Traveling by train in comfort and safety is like any adventure: It requires a little advanced planning. Follow these four easy tips to help your four-legged friend travel well — and stay healthy along the way.

1. Talk to the Vet Before You Leave

Best practices for keeping your pet healthy can vary by time of year, activity and destination. For example, hiking and back-country adventures can increase your pet’s exposure to ticks, while some regions may have a higher risk for heartworm. And even though your pet may currently be flea-free, there’s no guarantee that other animals are as well.

Prevention is critical, so ask your vet about treatments your pet should have before your journey or at your destination. While you’re at it, get an updated copy of your pet’s vaccination and medical records. You may need them when you board your train, and they’re essential in case of an emergency. And if you haven’t micro-chipped your pet, make sure to do so before you leave.

2. Learn Railway Requirements

Different routes have different rules about pets on board. Make sure you’re familiar with your carrier’s requirements before booking. Here are a few things to consider:

  • Pet-specific cars: Some routes have a designated pet car and allow only a limited number of pet passengers; other routes allow pets in all cars.
  • Ride duration: Some railways limit your dog or cat to seven-hour routes, maximum.
  • Crate or carrier requirements: Many railways require that your pet be crated for the duration of the journey.

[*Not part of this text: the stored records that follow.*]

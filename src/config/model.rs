use crate::foundation::core::{Canvas, Fps, Orientation};
use crate::foundation::error::{SlidecastError, SlidecastResult};

/// Slide timing knobs consumed by the timeline builder.
#[derive(Clone, Debug, PartialEq, serde::Serialize, serde::Deserialize)]
#[serde(default)]
pub struct TimingConfig {
    /// Seconds before the first slide starts.
    pub intro_delay: f64,
    /// Seconds appended after the last slide ends.
    pub outro_delay: f64,
    /// Gap between consecutive slides.
    pub voice_line_delay: f64,
    /// Trailing pad added to a narration clip before comparing against the declared duration.
    pub narration_pad: f64,
    /// Minimum on-screen time for any slide.
    pub min_slide_seconds: f64,
}

impl Default for TimingConfig {
    fn default() -> Self {
        Self {
            intro_delay: 0.0,
            outro_delay: 0.0,
            voice_line_delay: 0.0,
            narration_pad: 0.5,
            min_slide_seconds: 0.0,
        }
    }
}

/// Plain-text overlay styling at full quality; scaled by the quality factor at render time.
#[derive(Clone, Debug, PartialEq, serde::Serialize, serde::Deserialize)]
#[serde(default)]
pub struct TextStyleConfig {
    /// Font size in pixels.
    pub font_size: f32,
    /// Outline width in pixels.
    pub stroke_width: f32,
    /// Maximum line width as a fraction of the frame width.
    pub max_width_ratio: f32,
    /// Opacity of the backing plate behind the text.
    pub plate_opacity: f32,
    /// Padding between text bounds and plate edge, in pixels.
    pub plate_padding: f32,
    /// Fill color (straight RGBA).
    pub color: [u8; 4],
    /// Outline color (straight RGBA).
    pub stroke_color: [u8; 4],
}

impl Default for TextStyleConfig {
    fn default() -> Self {
        Self {
            font_size: 90.0,
            stroke_width: 3.0,
            max_width_ratio: 0.8,
            plate_opacity: 0.45,
            plate_padding: 24.0,
            color: [255, 255, 255, 255],
            stroke_color: [0, 0, 0, 255],
        }
    }
}

/// Emoji run styling.
#[derive(Clone, Debug, PartialEq, serde::Serialize, serde::Deserialize)]
#[serde(default)]
pub struct EmojiConfig {
    /// When false, emoji code points are dropped from the overlay.
    pub enabled: bool,
    /// Emoji font file name inside the emoji fonts directory. `None` picks the first Noto emoji
    /// font, then any font in the directory.
    pub font: Option<String>,
    /// Emoji size relative to the plain-text font size.
    pub scale: f32,
    /// Rotate each emoji by an angle drawn from `[min_angle, max_angle]`.
    pub rotation_enabled: bool,
    /// Lower rotation bound, degrees.
    pub min_angle: f32,
    /// Upper rotation bound, degrees.
    pub max_angle: f32,
}

impl Default for EmojiConfig {
    fn default() -> Self {
        Self {
            enabled: true,
            font: None,
            scale: 1.2,
            rotation_enabled: true,
            min_angle: -15.0,
            max_angle: 15.0,
        }
    }
}

/// Loudness normalization of narration clips.
#[derive(Clone, Debug, PartialEq, serde::Serialize, serde::Deserialize)]
#[serde(default)]
pub struct NormalizationConfig {
    /// Toggle.
    pub enabled: bool,
    /// Target RMS level in dBFS.
    pub target_db: f32,
}

impl Default for NormalizationConfig {
    fn default() -> Self {
        Self {
            enabled: true,
            target_db: -20.0,
        }
    }
}

/// Trailing-silence trimming of narration clips.
#[derive(Clone, Debug, PartialEq, serde::Serialize, serde::Deserialize)]
#[serde(default)]
pub struct SilenceTrimConfig {
    /// Toggle.
    pub enabled: bool,
    /// Trailing silence kept after the last audible sample, seconds.
    pub max_silence_sec: f64,
    /// Samples quieter than this (dBFS) count as silence.
    pub threshold_db: f32,
}

impl Default for SilenceTrimConfig {
    fn default() -> Self {
        Self {
            enabled: true,
            max_silence_sec: 1.0,
            threshold_db: -50.0,
        }
    }
}

/// Speed change of narration clips.
#[derive(Clone, Debug, PartialEq, serde::Serialize, serde::Deserialize)]
#[serde(default)]
pub struct TempoConfig {
    /// Toggle.
    pub enabled: bool,
    /// Playback rate; `1.1` is ten percent faster.
    pub rate: f64,
}

impl Default for TempoConfig {
    fn default() -> Self {
        Self {
            enabled: false,
            rate: 1.0,
        }
    }
}

/// Single-tap feedback echo on narration clips.
#[derive(Clone, Debug, PartialEq, serde::Serialize, serde::Deserialize)]
#[serde(default)]
pub struct EchoConfig {
    /// Toggle.
    pub enabled: bool,
    /// Echo delay, seconds.
    pub delay_sec: f64,
    /// Feedback gain in `[0, 1)`.
    pub decay: f32,
}

impl Default for EchoConfig {
    fn default() -> Self {
        Self {
            enabled: false,
            delay_sec: 0.12,
            decay: 0.3,
        }
    }
}

/// Narration processing chain, applied in field order.
#[derive(Clone, Debug, Default, PartialEq, serde::Serialize, serde::Deserialize)]
#[serde(default)]
pub struct AudioConfig {
    /// Loudness normalization.
    pub normalization: NormalizationConfig,
    /// Trailing-silence trimming.
    pub silence_trimming: SilenceTrimConfig,
    /// Tempo change.
    pub tempo: TempoConfig,
    /// Echo.
    pub echo: EchoConfig,
}

/// libx264 settings.
#[derive(Clone, Debug, PartialEq, serde::Serialize, serde::Deserialize)]
#[serde(default)]
pub struct EncodeSettings {
    /// Constant rate factor (0..=51).
    pub crf: u8,
    /// x264 preset name.
    pub preset: String,
}

impl Default for EncodeSettings {
    fn default() -> Self {
        Self {
            crf: 23,
            preset: "medium".to_string(),
        }
    }
}

/// Everything one render call needs besides the scenario and its assets.
///
/// Immutable for the duration of a render.
#[derive(Clone, Debug, PartialEq, serde::Serialize, serde::Deserialize)]
#[serde(default)]
pub struct RenderConfig {
    /// Resolution scale in `(0, 1]`.
    pub quality: f64,
    /// Output orientation.
    pub orientation: Orientation,
    /// Integer output frame rate.
    pub fps: u32,
    /// Music bed gain.
    pub background_music_volume: f32,
    /// Narration gain applied after processing.
    pub voice_narration_volume: f32,
    /// Slide timing.
    pub timing: TimingConfig,
    /// Plain-text styling.
    pub text: TextStyleConfig,
    /// Emoji styling.
    pub emoji: EmojiConfig,
    /// One font for the whole scenario instead of one per slide.
    pub use_consistent_font: bool,
    /// Narration processing chain.
    pub audio: AudioConfig,
    /// Encoder settings.
    pub encode: EncodeSettings,
    /// Solid background color (straight RGBA) used when no visual resolves.
    pub background_color: [u8; 4],
}

impl Default for RenderConfig {
    fn default() -> Self {
        Self {
            quality: 1.0,
            orientation: Orientation::Vertical,
            fps: 30,
            background_music_volume: 0.5,
            voice_narration_volume: 1.0,
            timing: TimingConfig::default(),
            text: TextStyleConfig::default(),
            emoji: EmojiConfig::default(),
            use_consistent_font: true,
            audio: AudioConfig::default(),
            encode: EncodeSettings::default(),
            background_color: [0, 0, 0, 255],
        }
    }
}

impl RenderConfig {
    /// Reject values no render could honor.
    pub fn validate(&self) -> SlidecastResult<()> {
        if !self.quality.is_finite() || self.quality <= 0.0 || self.quality > 1.0 {
            return Err(SlidecastError::validation(format!(
                "video.quality must be in (0, 1], got {}",
                self.quality
            )));
        }
        if self.fps == 0 {
            return Err(SlidecastError::validation("video.fps must be > 0"));
        }
        let t = &self.timing;
        for (name, v) in [
            ("intro_delay", t.intro_delay),
            ("outro_delay", t.outro_delay),
            ("voice_line_delay", t.voice_line_delay),
            ("narration_pad", t.narration_pad),
            ("min_slide_seconds", t.min_slide_seconds),
        ] {
            if !v.is_finite() || v < 0.0 {
                return Err(SlidecastError::validation(format!(
                    "video.timing.{name} must be a non-negative number, got {v}"
                )));
            }
        }
        for (name, v) in [
            ("background_music_volume", self.background_music_volume),
            ("voice_narration_volume", self.voice_narration_volume),
        ] {
            if !v.is_finite() || v < 0.0 {
                return Err(SlidecastError::validation(format!(
                    "video.{name} must be >= 0, got {v}"
                )));
            }
        }
        if !self.text.font_size.is_finite() || self.text.font_size <= 0.0 {
            return Err(SlidecastError::validation("video.text.font_size must be > 0"));
        }
        let ratio = self.text.max_width_ratio;
        if !ratio.is_finite() || ratio <= 0.0 || ratio > 1.0 {
            return Err(SlidecastError::validation(
                "video.text.max_width_ratio must be in (0, 1]",
            ));
        }
        if !(0.0..=1.0).contains(&self.text.plate_opacity) {
            return Err(SlidecastError::validation(
                "video.text.plate_opacity must be in [0, 1]",
            ));
        }
        if self.emoji.min_angle > self.emoji.max_angle {
            return Err(SlidecastError::validation(format!(
                "video.emoji angle range is inverted ({} > {})",
                self.emoji.min_angle, self.emoji.max_angle
            )));
        }
        if !self.emoji.scale.is_finite() || self.emoji.scale <= 0.0 {
            return Err(SlidecastError::validation("video.emoji.scale must be > 0"));
        }
        if !self.audio.tempo.rate.is_finite() || self.audio.tempo.rate <= 0.0 {
            return Err(SlidecastError::validation(
                "video.audio.tempo.rate must be > 0",
            ));
        }
        if !(0.0..1.0).contains(&self.audio.echo.decay) {
            return Err(SlidecastError::validation(
                "video.audio.echo.decay must be in [0, 1)",
            ));
        }
        if !self.audio.echo.delay_sec.is_finite() || self.audio.echo.delay_sec < 0.0 {
            return Err(SlidecastError::validation(
                "video.audio.echo.delay_sec must be >= 0",
            ));
        }
        let max_silence = self.audio.silence_trimming.max_silence_sec;
        if !max_silence.is_finite() || max_silence < 0.0 {
            return Err(SlidecastError::validation(
                "video.audio.silence_trimming.max_silence_sec must be >= 0",
            ));
        }
        if self.encode.crf > 51 {
            return Err(SlidecastError::validation("video.encode.crf must be <= 51"));
        }
        Ok(())
    }

    /// Output canvas for the configured orientation and quality.
    pub fn canvas(&self) -> SlidecastResult<Canvas> {
        Canvas::for_output(self.orientation, self.quality)
    }

    /// Output frame rate.
    pub fn fps(&self) -> SlidecastResult<Fps> {
        Fps::new(self.fps, 1)
    }

    /// Font size scaled by quality.
    pub fn scaled_font_size(&self) -> f32 {
        (self.text.font_size * self.quality as f32).max(1.0)
    }

    /// Stroke width scaled by quality; never thinner than one pixel unless disabled.
    pub fn scaled_stroke_width(&self) -> f32 {
        if self.text.stroke_width <= 0.0 {
            return 0.0;
        }
        (self.text.stroke_width * self.quality as f32).max(1.0)
    }

    /// Plate padding scaled by quality.
    pub fn scaled_plate_padding(&self) -> f32 {
        (self.text.plate_padding * self.quality as f32).max(0.0)
    }
}

#[cfg(test)]
#[path = "../../tests/unit/config/model.rs"]
mod tests;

Additionally, make sure to book your pet’s ticket in advance — no one wants the heartbreak of a trip delayed or canceled because the train is at capacity for four-legged travelers.

3. Reduce Your Pet’s Anxiety around Train Noise

If you know your dog or cat loves to go for a ride, you may not have to worry. But anxious pets might benefit from a practice run. Put your pet in a carrier, head for the station and give plenty of treats and praise as the trains roll in. This will help your pet get used to the sounds of the railway station and the engine.

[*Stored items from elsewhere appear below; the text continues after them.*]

//! Text and emoji overlays.

pub(crate) mod fonts;
pub(crate) mod layout;
pub(crate) mod overlay;
pub(crate) mod segment;
pub(crate) mod wrap;
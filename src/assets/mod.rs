pub(crate) mod decode;
pub(crate) mod library;
pub(crate) mod media;
use super::*;
use crate::assets::media::media_tools_available;

#[test]
fn clip_paths_use_one_based_padded_indices() {
    let p = narration_clip_path(Path::new("voice"), "space_facts", 0);
    assert_eq!(p, PathBuf::from("voice/space_facts_slide_01.wav"));
    let p = narration_clip_path(Path::new("voice"), "space_facts", 11);
    assert_eq!(p, PathBuf::from("voice/space_facts_slide_12.wav"));
}

#[test]
fn missing_clips_are_none() {
    let dir = tempfile::tempdir().unwrap();
    let clips = load_scenario_narration(dir.path(), "s", 2, &AudioConfig::default());
    assert_eq!(clips.len(), 2);
    assert!(clips.iter().all(Option::is_none));
    assert_eq!(clip_durations(&clips), vec![None, None]);
}

#[test]
fn corrupt_clip_degrades_to_none() {
    if !media_tools_available() {
        return;
    }
    let dir = tempfile::tempdir().unwrap();
    std::fs::write(narration_clip_path(dir.path(), "s", 0), b"garbage").unwrap();
    assert!(load_narration_clip(&narration_clip_path(dir.path(), "s", 0), 1, &AudioConfig::default()).is_none());
}

#[test]
fn decoded_clip_reports_its_duration() {
    if !media_tools_available() {
        return;
    }
    let dir = tempfile::tempdir().unwrap();
    let path = narration_clip_path(dir.path(), "s", 0);
    let status = std::process::Command::new("ffmpeg")
        .args(["-v", "error", "-y", "-f", "lavfi", "-i"])
        .arg("sine=frequency=440:duration=1")
        .arg(&path)
        .status()
        .unwrap();
    if !status.success() {
        return;
    }
    let mut cfg = AudioConfig::default();
    cfg.silence_trimming.enabled = false;
    let clips = load_scenario_narration(dir.path(), "s", 1, &cfg);
    let secs = clip_durations(&clips)[0].unwrap();
    assert!((secs - 1.0).abs() < 0.05, "{secs}");
}
use super::*;
use crate::encode::sink::InMemorySink;
use crate::foundation::core::Orientation;

fn project() -> ProjectConfig {
    let mut project = ProjectConfig {
        project_name: Some("demo".to_owned()),
        seed: Some(7),
        ..Default::default()
    };
    project.video.quality = 0.02;
    project.video.orientation = Orientation::Vertical;
    project.video.fps = 10;
    project.video.timing.intro_delay = 0.5;
    project.video.timing.outro_delay = 0.5;
    project
}

fn renderer(root: &Path, force: bool) -> ScenarioRenderer {
    let project = project();
    let paths = project.paths(root);
    ScenarioRenderer::with_pools(&project, paths, AssetPools::default(), force).unwrap()
}

fn write_scenario(dir: &Path, name: &str, has_video: bool) -> PathBuf {
    let path = dir.join(format!("{name}.yaml"));
    let yaml = format!(
        "topic: Demo\nslides:\n  - text: Hello\n    duration_seconds: 1.0\n  - text: World\n    duration_seconds: 1.0\nhas_video: {has_video}\n"
    );
    std::fs::write(&path, yaml).unwrap();
    path
}

#[test]
fn canvas_and_output_follow_the_project() {
    let dir = tempfile::tempdir().unwrap();
    let r = renderer(dir.path(), false);
    assert_eq!(
        r.canvas(),
        Canvas {
            width: 20,
            height: 38
        }
    );
    assert_eq!(
        r.output_path("clip"),
        dir.path().join("output/demo/videos/clip.mp4")
    );
}

#[test]
fn compose_places_overlays_on_their_segments() {
    let dir = tempfile::tempdir().unwrap();
    let r = renderer(dir.path(), false);
    let file = ScenarioFile::load(write_scenario(dir.path(), "s", false)).unwrap();
    let schedule = r.schedule_for(&file).unwrap();
    assert!((schedule.total - 3.0).abs() < 1e-9);

    let plan = ScenarioPlan {
        schedule,
        narration: vec![None, None],
        slide_fonts: Vec::new(),
        background: BackgroundPlan::default(),
        music: None,
    };
    let overlays = vec![
        Some(Overlay {
            x: 0,
            y: 0,
            width: 2,
            height: 2,
            rgba8_premul: [255, 0, 0, 255].repeat(4),
        }),
        None,
    ];
    let mut sink = InMemorySink::new();
    let frames = r.compose(&plan, &overlays, &mut sink, None).unwrap();
    assert_eq!(frames, 30);
    assert!(sink.ended());
    assert_eq!(sink.frames().len(), 30);

    let px = |idx: usize| sink.frames()[idx].1.pixel(0, 0).unwrap();
    assert_eq!(px(0), [0, 0, 0, 255]);
    assert_eq!(px(6), [255, 0, 0, 255]);
    assert_eq!(px(16), [0, 0, 0, 255]);
    assert_eq!(px(29), [0, 0, 0, 255]);
}

#[test]
fn corrupt_clip_on_empty_slide_keeps_declared_duration() {
    let dir = tempfile::tempdir().unwrap();
    let r = renderer(dir.path(), false);
    let path = dir.path().join("quiet.yaml");
    std::fs::write(
        &path,
        "topic: Demo\nslides:\n  - text: Hello\n    duration_seconds: 1.0\n  - text: ''\n    duration_seconds: 2.0\nhas_video: false\n",
    )
    .unwrap();
    std::fs::create_dir_all(&r.paths().voice_lines).unwrap();
    std::fs::write(
        crate::audio::narration::narration_clip_path(&r.paths().voice_lines, "quiet", 1),
        b"not a wav file",
    )
    .unwrap();

    let file = ScenarioFile::load(&path).unwrap();
    let schedule = r.schedule_for(&file).unwrap();
    assert_eq!(schedule.segments.len(), 2);
    assert!((schedule.segments[1].duration() - 2.0).abs() < 1e-9);
    assert!((schedule.total - 4.0).abs() < 1e-9);
}

#[test]
fn seeded_rng_is_per_scenario_and_stable() {
    use rand::Rng;
    let dir = tempfile::tempdir().unwrap();
    let r = renderer(dir.path(), false);
    let a: u64 = r.rng_for("alpha").r#gen();
    let again: u64 = r.rng_for("alpha").r#gen();
    let b: u64 = r.rng_for("beta").r#gen();
    assert_eq!(a, again);
    assert_ne!(a, b);
}

#[test]
fn processed_scenario_is_skipped_without_touching_anything() {
    let dir = tempfile::tempdir().unwrap();
    let r = renderer(dir.path(), false);
    let path = write_scenario(dir.path(), "done", true);
    let before = std::fs::read(&path).unwrap();

    let outcome = r.render(&path).unwrap();
    assert!(matches!(outcome, ScenarioOutcome::Skipped { .. }));
    assert_eq!(std::fs::read(&path).unwrap(), before);
    assert!(!r.output_path("done").exists());
}

#[test]
fn missing_fonts_fail_the_scenario_and_leave_it_unprocessed() {
    let dir = tempfile::tempdir().unwrap();
    let r = renderer(dir.path(), false);
    let path = write_scenario(dir.path(), "nofont", false);

    let err = r.render(&path).unwrap_err();
    assert!(matches!(err, SlidecastError::Font(_)), "{err}");

    let file = ScenarioFile::load(&path).unwrap();
    assert!(!file.scenario.has_video);
    let output = r.output_path("nofont");
    assert!(!output.exists());
    assert!(!with_suffix(&output, ".lock").exists());
    assert!(!with_suffix(&output, ".part").exists());
}

#[test]
fn claimed_output_is_not_rendered_twice() {
    let dir = tempfile::tempdir().unwrap();
    let r = renderer(dir.path(), false);
    let path = write_scenario(dir.path(), "busy", false);
    let output = r.output_path("busy");
    std::fs::create_dir_all(output.parent().unwrap()).unwrap();
    std::fs::write(with_suffix(&output, ".lock"), LockOwner::current().to_string()).unwrap();

    let err = r.render(&path).unwrap_err();
    assert!(matches!(err, SlidecastError::Validation(_)));
    assert!(with_suffix(&output, ".lock").exists());
}

fn assert_lock_reclaimed(lock_contents: &str) {
    let dir = tempfile::tempdir().unwrap();
    let r = renderer(dir.path(), false);
    let path = write_scenario(dir.path(), "crashed", false);
    let output = r.output_path("crashed");
    std::fs::create_dir_all(output.parent().unwrap()).unwrap();
    std::fs::write(with_suffix(&output, ".lock"), lock_contents).unwrap();
    std::fs::write(with_suffix(&output, ".part"), b"half an mp4").unwrap();

    // No fonts are installed, so the render gets past the claim and fails in planning.
    for _ in 0..2 {
        let err = r.render(&path).unwrap_err();
        assert!(matches!(err, SlidecastError::Font(_)), "{err}");
        assert!(!with_suffix(&output, ".lock").exists());
        assert!(!with_suffix(&output, ".part").exists());
    }
}

#[test]
fn lock_without_owner_record_is_reclaimed() {
    assert_lock_reclaimed("");
    assert_lock_reclaimed("garbage");
}

#[test]
fn expired_lock_is_reclaimed() {
    let owner = LockOwner {
        pid: std::process::id(),
        created: unix_now() - STALE_LOCK_AGE.as_secs() - 60,
    };
    assert_lock_reclaimed(&owner.to_string());
}

#[test]
fn lock_of_exited_process_is_reclaimed() {
    if !Path::new("/proc/self").exists() {
        return;
    }
    let Ok(mut child) = std::process::Command::new("true").spawn() else {
        return;
    };
    let pid = child.id();
    child.wait().unwrap();
    assert!(!process_alive(pid));
    let owner = LockOwner {
        pid,
        created: unix_now(),
    };
    assert_lock_reclaimed(&owner.to_string());
}

#[test]
fn lock_owner_record_parses() {
    let owner = LockOwner {
        pid: 42,
        created: 1_700_000_000,
    };
    assert_eq!(LockOwner::parse(&format!("{owner}\n")), Some(owner));
    assert_eq!(LockOwner::parse("42"), None);
    assert!(!LockOwner::current().is_stale(unix_now()));
}

#[test]
fn empty_font_pool_fails_planning() {
    let dir = tempfile::tempdir().unwrap();
    let r = renderer(dir.path(), false);
    let file = ScenarioFile::load(write_scenario(dir.path(), "p", false)).unwrap();
    let mut rng = r.rng_for(&file.id);
    assert!(matches!(
        r.plan(&file, &mut rng).unwrap_err(),
        SlidecastError::Font(_)
    ));
}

Going for a test ride is even better. Take your pet on a day trip to see how well they manage the noise, the motion and the excitement. Nervous pets may benefit from calming medication — another topic to discuss with your vet before you embark on a longer trip.

A bichon frise snuggling with owner while traveling on a train.

4. Pack for Your Pet 

Once you’ve covered your pet’s medical and identification needs, it’s time to think about their comfort. Make sure to pack the following items for the ride: 

  • A crate big enough for your pet to stand up and turn around in
  • A travel water bowl and your pet’s favorite tasty treats
  • Your pet’s favorite blanket 
  • One of your unwashed T-shirts — your pet finds your scent reassuring, and the T-shirt may help them feel secure 

Remember: A prepared pet is a happy traveler. With a little preparation, your dog or cat can become a railroad regular!